(Input data Opens)

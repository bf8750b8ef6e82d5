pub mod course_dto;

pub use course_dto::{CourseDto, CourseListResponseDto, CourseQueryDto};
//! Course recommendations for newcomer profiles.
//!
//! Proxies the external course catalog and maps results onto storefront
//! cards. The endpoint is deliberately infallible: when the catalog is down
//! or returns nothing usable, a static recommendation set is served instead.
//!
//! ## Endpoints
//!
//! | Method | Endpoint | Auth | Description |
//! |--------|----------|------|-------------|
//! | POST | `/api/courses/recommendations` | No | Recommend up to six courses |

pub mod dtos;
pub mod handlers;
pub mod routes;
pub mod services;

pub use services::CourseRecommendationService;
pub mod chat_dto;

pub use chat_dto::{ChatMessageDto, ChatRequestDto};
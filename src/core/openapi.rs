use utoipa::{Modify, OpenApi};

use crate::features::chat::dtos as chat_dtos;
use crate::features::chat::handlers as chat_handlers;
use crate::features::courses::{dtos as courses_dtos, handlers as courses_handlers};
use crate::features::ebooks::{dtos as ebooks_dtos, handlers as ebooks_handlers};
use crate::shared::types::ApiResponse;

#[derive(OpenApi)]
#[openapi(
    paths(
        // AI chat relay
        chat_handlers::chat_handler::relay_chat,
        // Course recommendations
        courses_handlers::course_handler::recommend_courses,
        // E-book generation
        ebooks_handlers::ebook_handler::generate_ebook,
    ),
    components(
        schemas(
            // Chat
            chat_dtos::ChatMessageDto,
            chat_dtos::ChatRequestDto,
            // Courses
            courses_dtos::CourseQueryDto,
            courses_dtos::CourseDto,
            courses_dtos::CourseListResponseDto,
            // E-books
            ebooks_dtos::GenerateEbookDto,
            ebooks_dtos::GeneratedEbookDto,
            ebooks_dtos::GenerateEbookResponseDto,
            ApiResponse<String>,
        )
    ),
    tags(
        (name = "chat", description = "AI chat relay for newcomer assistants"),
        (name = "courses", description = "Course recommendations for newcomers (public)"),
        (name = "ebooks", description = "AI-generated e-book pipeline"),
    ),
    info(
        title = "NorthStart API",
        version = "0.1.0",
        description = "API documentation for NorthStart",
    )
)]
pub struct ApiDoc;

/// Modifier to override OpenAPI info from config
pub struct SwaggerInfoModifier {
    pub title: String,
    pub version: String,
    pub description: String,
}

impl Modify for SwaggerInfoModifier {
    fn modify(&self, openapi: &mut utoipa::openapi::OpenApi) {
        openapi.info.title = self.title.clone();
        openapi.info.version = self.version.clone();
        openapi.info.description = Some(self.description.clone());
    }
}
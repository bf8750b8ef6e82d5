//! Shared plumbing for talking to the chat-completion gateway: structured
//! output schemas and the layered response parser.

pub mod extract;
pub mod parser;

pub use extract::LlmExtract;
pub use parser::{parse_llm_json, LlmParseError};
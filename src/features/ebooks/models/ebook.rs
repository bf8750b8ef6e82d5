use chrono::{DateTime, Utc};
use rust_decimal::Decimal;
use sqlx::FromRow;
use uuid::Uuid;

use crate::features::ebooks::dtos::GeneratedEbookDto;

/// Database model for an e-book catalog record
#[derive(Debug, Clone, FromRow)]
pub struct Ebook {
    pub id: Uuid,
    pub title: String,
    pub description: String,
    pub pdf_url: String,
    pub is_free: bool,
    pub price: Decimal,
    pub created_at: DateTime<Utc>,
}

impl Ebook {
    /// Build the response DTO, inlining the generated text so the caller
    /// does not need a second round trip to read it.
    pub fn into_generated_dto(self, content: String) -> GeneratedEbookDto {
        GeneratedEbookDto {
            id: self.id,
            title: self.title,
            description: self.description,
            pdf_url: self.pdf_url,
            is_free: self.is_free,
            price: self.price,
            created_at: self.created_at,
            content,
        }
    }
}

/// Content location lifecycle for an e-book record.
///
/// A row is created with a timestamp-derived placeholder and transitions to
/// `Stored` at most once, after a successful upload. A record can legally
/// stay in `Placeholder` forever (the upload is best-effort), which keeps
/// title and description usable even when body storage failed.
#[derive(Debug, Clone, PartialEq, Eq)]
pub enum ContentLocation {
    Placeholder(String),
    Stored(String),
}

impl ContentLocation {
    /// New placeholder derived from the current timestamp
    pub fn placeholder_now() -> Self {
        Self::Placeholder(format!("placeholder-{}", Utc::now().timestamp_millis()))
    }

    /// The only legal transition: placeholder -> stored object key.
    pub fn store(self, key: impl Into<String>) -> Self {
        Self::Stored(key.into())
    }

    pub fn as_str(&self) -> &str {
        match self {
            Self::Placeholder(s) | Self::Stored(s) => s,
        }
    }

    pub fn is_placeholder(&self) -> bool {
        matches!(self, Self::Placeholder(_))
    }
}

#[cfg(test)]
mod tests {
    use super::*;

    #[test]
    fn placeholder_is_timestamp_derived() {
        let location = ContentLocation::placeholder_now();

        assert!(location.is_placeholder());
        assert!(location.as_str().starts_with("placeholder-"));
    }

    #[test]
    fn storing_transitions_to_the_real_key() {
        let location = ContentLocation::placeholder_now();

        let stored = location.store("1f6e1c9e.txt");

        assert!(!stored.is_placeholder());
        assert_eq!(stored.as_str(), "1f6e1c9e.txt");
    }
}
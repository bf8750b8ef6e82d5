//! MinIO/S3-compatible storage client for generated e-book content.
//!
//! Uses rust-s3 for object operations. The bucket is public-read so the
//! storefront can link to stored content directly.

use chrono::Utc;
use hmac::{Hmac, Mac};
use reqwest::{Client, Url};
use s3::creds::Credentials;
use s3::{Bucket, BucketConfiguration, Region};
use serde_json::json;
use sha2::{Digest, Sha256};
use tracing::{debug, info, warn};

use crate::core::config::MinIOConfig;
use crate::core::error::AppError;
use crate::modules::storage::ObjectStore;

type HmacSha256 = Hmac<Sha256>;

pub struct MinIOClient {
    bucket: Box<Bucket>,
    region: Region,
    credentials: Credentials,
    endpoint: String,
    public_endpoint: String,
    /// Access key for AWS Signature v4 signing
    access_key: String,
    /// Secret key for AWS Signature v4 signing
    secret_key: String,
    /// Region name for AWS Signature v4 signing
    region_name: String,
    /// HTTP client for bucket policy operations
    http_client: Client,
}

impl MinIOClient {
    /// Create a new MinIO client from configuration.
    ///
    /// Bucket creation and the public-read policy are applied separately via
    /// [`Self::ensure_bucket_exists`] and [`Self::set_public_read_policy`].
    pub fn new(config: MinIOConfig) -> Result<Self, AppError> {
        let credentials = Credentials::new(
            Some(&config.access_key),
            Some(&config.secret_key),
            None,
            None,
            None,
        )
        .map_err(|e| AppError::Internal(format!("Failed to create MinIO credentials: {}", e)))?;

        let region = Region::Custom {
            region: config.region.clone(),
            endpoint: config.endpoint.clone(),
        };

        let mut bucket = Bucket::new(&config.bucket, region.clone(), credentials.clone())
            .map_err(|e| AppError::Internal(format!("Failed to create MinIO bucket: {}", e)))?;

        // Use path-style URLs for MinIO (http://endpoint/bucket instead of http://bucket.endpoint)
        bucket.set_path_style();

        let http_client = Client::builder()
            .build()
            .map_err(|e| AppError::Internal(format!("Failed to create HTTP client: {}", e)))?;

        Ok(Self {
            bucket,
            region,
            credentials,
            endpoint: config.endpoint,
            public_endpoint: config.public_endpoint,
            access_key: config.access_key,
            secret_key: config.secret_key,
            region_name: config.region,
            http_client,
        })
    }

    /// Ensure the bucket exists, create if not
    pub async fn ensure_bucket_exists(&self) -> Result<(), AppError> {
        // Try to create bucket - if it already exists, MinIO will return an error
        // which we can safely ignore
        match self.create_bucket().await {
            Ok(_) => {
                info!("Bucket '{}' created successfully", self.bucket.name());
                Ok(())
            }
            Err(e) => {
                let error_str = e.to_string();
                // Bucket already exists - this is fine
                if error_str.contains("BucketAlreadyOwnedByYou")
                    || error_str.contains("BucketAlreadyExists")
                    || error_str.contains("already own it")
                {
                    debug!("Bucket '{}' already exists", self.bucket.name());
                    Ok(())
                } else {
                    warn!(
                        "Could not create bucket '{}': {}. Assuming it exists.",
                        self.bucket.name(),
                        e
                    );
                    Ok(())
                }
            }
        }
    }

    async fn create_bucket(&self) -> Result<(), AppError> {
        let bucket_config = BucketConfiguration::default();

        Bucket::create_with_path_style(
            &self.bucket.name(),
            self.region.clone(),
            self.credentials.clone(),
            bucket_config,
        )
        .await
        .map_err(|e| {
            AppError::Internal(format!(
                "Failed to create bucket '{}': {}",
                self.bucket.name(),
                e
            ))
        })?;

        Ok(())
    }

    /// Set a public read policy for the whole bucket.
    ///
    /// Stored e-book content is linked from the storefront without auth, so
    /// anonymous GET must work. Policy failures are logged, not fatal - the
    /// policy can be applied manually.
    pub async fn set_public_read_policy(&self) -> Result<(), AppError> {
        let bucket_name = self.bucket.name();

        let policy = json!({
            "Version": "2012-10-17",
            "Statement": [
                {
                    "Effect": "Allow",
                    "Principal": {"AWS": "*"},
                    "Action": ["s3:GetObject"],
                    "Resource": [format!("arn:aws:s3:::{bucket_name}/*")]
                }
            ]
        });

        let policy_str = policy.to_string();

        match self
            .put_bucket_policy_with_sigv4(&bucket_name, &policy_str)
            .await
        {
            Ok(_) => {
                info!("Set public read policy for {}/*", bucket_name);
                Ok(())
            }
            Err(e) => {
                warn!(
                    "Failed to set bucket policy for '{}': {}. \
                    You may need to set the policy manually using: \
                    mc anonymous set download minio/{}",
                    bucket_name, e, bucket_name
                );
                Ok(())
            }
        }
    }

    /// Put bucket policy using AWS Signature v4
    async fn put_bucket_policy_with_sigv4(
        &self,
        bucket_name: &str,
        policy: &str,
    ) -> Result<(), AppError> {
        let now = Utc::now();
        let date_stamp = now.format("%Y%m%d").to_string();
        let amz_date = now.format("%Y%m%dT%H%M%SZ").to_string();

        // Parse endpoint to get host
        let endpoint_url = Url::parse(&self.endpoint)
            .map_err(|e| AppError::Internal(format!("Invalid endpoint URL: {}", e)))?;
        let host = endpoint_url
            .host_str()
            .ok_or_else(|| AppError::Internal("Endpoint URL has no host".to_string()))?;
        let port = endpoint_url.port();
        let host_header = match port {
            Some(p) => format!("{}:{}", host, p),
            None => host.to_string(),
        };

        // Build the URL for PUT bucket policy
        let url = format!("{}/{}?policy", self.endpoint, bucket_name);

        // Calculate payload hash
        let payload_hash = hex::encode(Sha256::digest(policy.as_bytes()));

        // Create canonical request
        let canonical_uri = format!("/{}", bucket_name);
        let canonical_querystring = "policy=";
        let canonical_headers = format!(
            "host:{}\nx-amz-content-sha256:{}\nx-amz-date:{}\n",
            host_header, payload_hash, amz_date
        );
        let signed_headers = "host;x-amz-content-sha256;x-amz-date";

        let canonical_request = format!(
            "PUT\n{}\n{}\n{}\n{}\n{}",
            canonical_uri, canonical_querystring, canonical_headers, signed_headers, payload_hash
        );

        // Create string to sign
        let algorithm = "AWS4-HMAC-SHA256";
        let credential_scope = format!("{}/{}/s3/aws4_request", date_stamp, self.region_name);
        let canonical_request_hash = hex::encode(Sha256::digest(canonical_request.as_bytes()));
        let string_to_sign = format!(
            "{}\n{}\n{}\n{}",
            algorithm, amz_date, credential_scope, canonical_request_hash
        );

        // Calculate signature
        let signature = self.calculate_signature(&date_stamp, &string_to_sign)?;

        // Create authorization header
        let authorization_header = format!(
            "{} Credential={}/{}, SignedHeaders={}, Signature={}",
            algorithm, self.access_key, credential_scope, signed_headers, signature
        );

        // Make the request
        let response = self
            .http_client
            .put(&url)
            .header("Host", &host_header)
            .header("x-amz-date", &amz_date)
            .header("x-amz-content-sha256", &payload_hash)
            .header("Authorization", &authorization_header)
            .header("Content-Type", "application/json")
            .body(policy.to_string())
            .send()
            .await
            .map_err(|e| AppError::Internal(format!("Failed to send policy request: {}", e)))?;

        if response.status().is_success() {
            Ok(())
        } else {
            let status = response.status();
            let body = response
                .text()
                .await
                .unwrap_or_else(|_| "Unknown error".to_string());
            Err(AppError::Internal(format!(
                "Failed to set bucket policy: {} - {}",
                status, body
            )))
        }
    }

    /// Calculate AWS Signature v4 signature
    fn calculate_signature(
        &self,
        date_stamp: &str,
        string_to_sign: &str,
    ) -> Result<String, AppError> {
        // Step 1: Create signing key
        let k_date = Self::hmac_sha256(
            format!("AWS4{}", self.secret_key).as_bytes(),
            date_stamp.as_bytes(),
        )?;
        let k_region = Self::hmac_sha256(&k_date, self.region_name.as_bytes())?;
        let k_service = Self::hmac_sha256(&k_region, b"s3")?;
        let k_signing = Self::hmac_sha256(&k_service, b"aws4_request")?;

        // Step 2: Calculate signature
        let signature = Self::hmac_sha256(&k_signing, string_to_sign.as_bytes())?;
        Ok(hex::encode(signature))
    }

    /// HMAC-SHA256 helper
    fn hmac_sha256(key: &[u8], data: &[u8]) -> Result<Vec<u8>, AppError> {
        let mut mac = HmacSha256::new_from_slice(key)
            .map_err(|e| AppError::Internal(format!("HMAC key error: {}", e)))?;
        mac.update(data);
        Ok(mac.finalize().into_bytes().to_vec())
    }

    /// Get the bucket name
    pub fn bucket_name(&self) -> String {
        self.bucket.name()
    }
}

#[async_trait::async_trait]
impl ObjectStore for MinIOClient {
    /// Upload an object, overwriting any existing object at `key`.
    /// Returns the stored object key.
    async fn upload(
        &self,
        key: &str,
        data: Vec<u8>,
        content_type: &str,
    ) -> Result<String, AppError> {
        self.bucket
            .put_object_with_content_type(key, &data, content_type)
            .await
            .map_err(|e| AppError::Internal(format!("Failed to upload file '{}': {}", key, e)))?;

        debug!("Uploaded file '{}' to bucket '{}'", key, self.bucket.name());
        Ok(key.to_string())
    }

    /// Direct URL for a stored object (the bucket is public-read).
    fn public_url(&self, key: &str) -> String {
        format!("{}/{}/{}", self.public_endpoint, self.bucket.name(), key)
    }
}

(Input data Closes)

• _Directions_: Where does "MinIOConfig" appear in the records above? Copy each line that holds it.

• _Output below_:
use crate::core::config::MinIOConfig;
    pub fn new(config: MinIOConfig) -> Result<Self, AppError> {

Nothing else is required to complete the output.